§ Exercise brief
Copy out the records that appear below, exactly as each one reads.

╔══

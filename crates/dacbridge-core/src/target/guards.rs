//! # RAII Guards for Target Operations
//!
//! Guards that put host state back when dropped, so that the state is
//! restored even when the operation in between fails.
//!
//! ## Guards
//!
//! - **CurrentThreadGuard**: switches the host's current thread and switches
//!   it back on drop

use tracing::warn;

use crate::error::Result;
use crate::host::DebugHost;

/// RAII guard that makes another thread current and restores the original
/// one when dropped.
///
/// The restore outcome never replaces the outcome of the work done while the
/// guard was alive: a failed restore is logged and otherwise ignored.
///
/// ## Example
///
/// ```rust,no_run
/// use dacbridge_core::target::guards::CurrentThreadGuard;
/// # use dacbridge_core::host::DebugHost;
/// # fn demo(host: &dyn DebugHost) -> dacbridge_core::Result<()> {
/// let original = host.current_thread_id()?;
/// let _guard = CurrentThreadGuard::switch(host, original, 7)?;
/// // thread 7 is current until the guard goes away
/// # Ok(())
/// # }
/// ```
pub struct CurrentThreadGuard<'a>
{
    host: &'a dyn DebugHost,
    original: u32,
    active: bool,
}

impl<'a> CurrentThreadGuard<'a>
{
    /// Make `requested` current; `original` is restored on drop.
    ///
    /// ## Errors
    ///
    /// Whatever the host reports for the switch. No guard is created then,
    /// so nothing is restored.
    pub fn switch(host: &'a dyn DebugHost, original: u32, requested: u32) -> Result<Self>
    {
        host.set_current_thread_id(requested)?;
        Ok(Self {
            host,
            original,
            active: true,
        })
    }

    /// Restore the original thread now and report the outcome.
    ///
    /// Dropping the guard afterwards is a no-op.
    pub fn restore(mut self) -> Result<()>
    {
        self.active = false;
        self.host.set_current_thread_id(self.original)
    }
}

impl Drop for CurrentThreadGuard<'_>
{
    fn drop(&mut self)
    {
        if self.active {
            if let Err(err) = self.host.set_current_thread_id(self.original) {
                warn!("Failed to restore current thread {}: {err}", self.original);
            }
        }
    }
}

╚══

§ Solution to this problem
filename crates/dacbridge-core/src/target/guards.rs
//! # RAII Guards for Target Operations
//!
//! Guards that put host state back when dropped, so that the state is
//! restored even when the operation in between fails.
//!
//! ## Guards
//!
//! - **CurrentThreadGuard**: switches the host's current thread and switches
//!   it back on drop

use tracing::warn;

use crate::error::Result;
use crate::host::DebugHost;

/// RAII guard that makes another thread current and restores the original
/// one when dropped.
///
/// The restore outcome never replaces the outcome of the work done while the
/// guard was alive: a failed restore is logged and otherwise ignored.
///
/// ## Example
///
/// ```rust,no_run
/// use dacbridge_core::target::guards::CurrentThreadGuard;
/// # use dacbridge_core::host::DebugHost;
/// # fn demo(host: &dyn DebugHost) -> dacbridge_core::Result<()> {
/// let original = host.current_thread_id()?;
/// let _guard = CurrentThreadGuard::switch(host, original, 7)?;
/// // thread 7 is current until the guard goes away
/// # Ok(())
/// # }
/// ```
pub struct CurrentThreadGuard<'a>
{
    host: &'a dyn DebugHost,
    original: u32,
    active: bool,
}

impl<'a> CurrentThreadGuard<'a>
{
    /// Make `requested` current; `original` is restored on drop.
    ///
    /// ## Errors
    ///
    /// Whatever the host reports for the switch. No guard is created then,
    /// so nothing is restored.
    pub fn switch(host: &'a dyn DebugHost, original: u32, requested: u32) -> Result<Self>
    {
        host.set_current_thread_id(requested)?;
        Ok(Self {
            host,
            original,
            active: true,
        })
    }

    /// Restore the original thread now and report the outcome.
    ///
    /// Dropping the guard afterwards is a no-op.
    pub fn restore(mut self) -> Result<()>
    {
        self.active = false;
        self.host.set_current_thread_id(self.original)
    }
}

impl Drop for CurrentThreadGuard<'_>
{
    fn drop(&mut self)
    {
        if self.active {
            if let Err(err) = self.host.set_current_thread_id(self.original) {
                warn!("Failed to restore current thread {}: {err}", self.original);
            }
        }
    }
}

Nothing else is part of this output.